*Work instruction:*
The answer is a single figure: how many lines below contain the word "field".

Input data section start

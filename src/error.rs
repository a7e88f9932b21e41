//! Error handling for the adherence serving backend
//!
//! This module provides idiomatic Rust error types using thiserror. Every
//! variant carries a stable machine-readable kind (returned by
//! [`ServingError::kind`]) alongside a human-readable message, so callers can
//! branch on failures without parsing display strings.

use thiserror::Error;

use crate::schema::ValidationReport;

/// Main error type for the serving backend
#[derive(Error, Debug)]
pub enum ServingError {
    /// The submitted record failed schema validation. User-correctable.
    #[error("Validation failed: {}", .report.message)]
    Validation { report: ValidationReport },

    /// No model currently holds deployed status.
    #[error("No deployed model is available to serve predictions")]
    ModelUnavailable,

    /// The referenced model id does not exist in the registry.
    #[error("Model '{model_id}' is not registered")]
    UnknownModel { model_id: String },

    /// The registry holds no active model (empty or all versions retired).
    #[error("Model registry has no active model")]
    NoActiveModel,

    /// The requested lifecycle transition is not permitted.
    #[error("Model '{model_id}' cannot move from '{from}' to '{to}'")]
    InvalidTransition {
        model_id: String,
        from: String,
        to: String,
    },

    /// A value survived validation but could not be coerced to its declared
    /// type. Indicates a validator/preprocessor mismatch.
    #[error("Preprocessing failed for field '{field}': {message}")]
    Preprocessing { field: String, message: String },

    /// The active model exposes no attribution method.
    #[error("Model '{model_id}' ({algorithm}) does not support explanations")]
    ExplanationUnsupported { model_id: String, algorithm: String },

    /// The referenced prediction id does not exist in the history store.
    #[error("Prediction '{prediction_id}' not found in history")]
    UnknownPrediction { prediction_id: String },

    /// A caller-supplied class label is not one of the known display names.
    /// User-correctable.
    #[error("Unknown class label '{label}'; expected 'Good Subject' or 'Bad Subject'")]
    UnknownLabel { label: String },

    /// Schema or model catalog configuration could not be loaded.
    #[error("Catalog error: {message}")]
    Catalog { message: String },

    #[error("IO error: {0}")]
    Io(#[from] std::io::Error),

    #[error("Serialization error: {0}")]
    Serialization(#[from] serde_json::Error),

    #[error("Config parse error: {0}")]
    Yaml(#[from] serde_yaml::Error),
}

impl ServingError {
    /// Stable machine-readable error kind for API payloads and logs.
    pub fn kind(&self) -> &'static str {
        match self {
            ServingError::Validation { .. } => "validation_failure",
            ServingError::ModelUnavailable => "model_unavailable",
            ServingError::UnknownModel { .. } => "unknown_model",
            ServingError::NoActiveModel => "no_active_model",
            ServingError::InvalidTransition { .. } => "invalid_transition",
            ServingError::Preprocessing { .. } => "preprocessing_error",
            ServingError::ExplanationUnsupported { .. } => "explanation_unsupported",
            ServingError::UnknownPrediction { .. } => "unknown_prediction",
            ServingError::UnknownLabel { .. } => "unknown_label",
            ServingError::Catalog { .. } => "catalog_error",
            ServingError::Io(_) => "io_error",
            ServingError::Serialization(_) => "serialization_error",
            ServingError::Yaml(_) => "config_parse_error",
        }
    }

    /// Whether the failure is user-correctable (4xx-equivalent) as opposed
    /// to a server-side or registry-state condition.
    pub fn is_client_error(&self) -> bool {
        matches!(
            self,
            ServingError::Validation { .. }
                | ServingError::UnknownModel { .. }
                | ServingError::UnknownPrediction { .. }
                | ServingError::UnknownLabel { .. }
        )
    }

    pub fn catalog(message: impl Into<String>) -> Self {
        ServingError::Catalog {
            message: message.into(),
        }
    }

    pub fn preprocessing(field: impl Into<String>, message: impl Into<String>) -> Self {
        ServingError::Preprocessing {
            field: field.into(),
            message: message.into(),
        }
    }
}

/// Result type alias for convenience
pub type ServingResult<T> = Result<T, ServingError>;
//! Proportional split of an integer amount.

/// Split `total` across `weights` proportionally.
///
/// Each entry gets `floor(total * weight / sum)`. The rounding remainder goes
/// to the single largest weight; among equal weights the earliest index wins,
/// so callers order entries by precedence. The shares always sum to `total`,
/// except when every weight is zero, in which case nothing is distributed.
pub fn apportion(total: u64, weights: &[u64]) -> Vec<u64> {
    let sum: u128 = weights.iter().map(|&w| u128::from(w)).sum();
    if sum == 0 {
        return vec![0; weights.len()];
    }

    let mut shares: Vec<u64> = weights
        .iter()
        .map(|&w| (u128::from(total) * u128::from(w) / sum) as u64)
        .collect();

    let assigned: u64 = shares.iter().sum();
    let remainder = total - assigned;
    if remainder > 0 {
        // max_by_key returns the last maximum; reverse to prefer the first.
        let largest = weights
            .iter()
            .enumerate()
            .rev()
            .max_by_key(|&(_, &w)| w)
            .map(|(i, _)| i);
        if let Some(i) = largest {
            shares[i] += remainder;
        }
    }
    shares
}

Input data section end

*Exercise result:*
4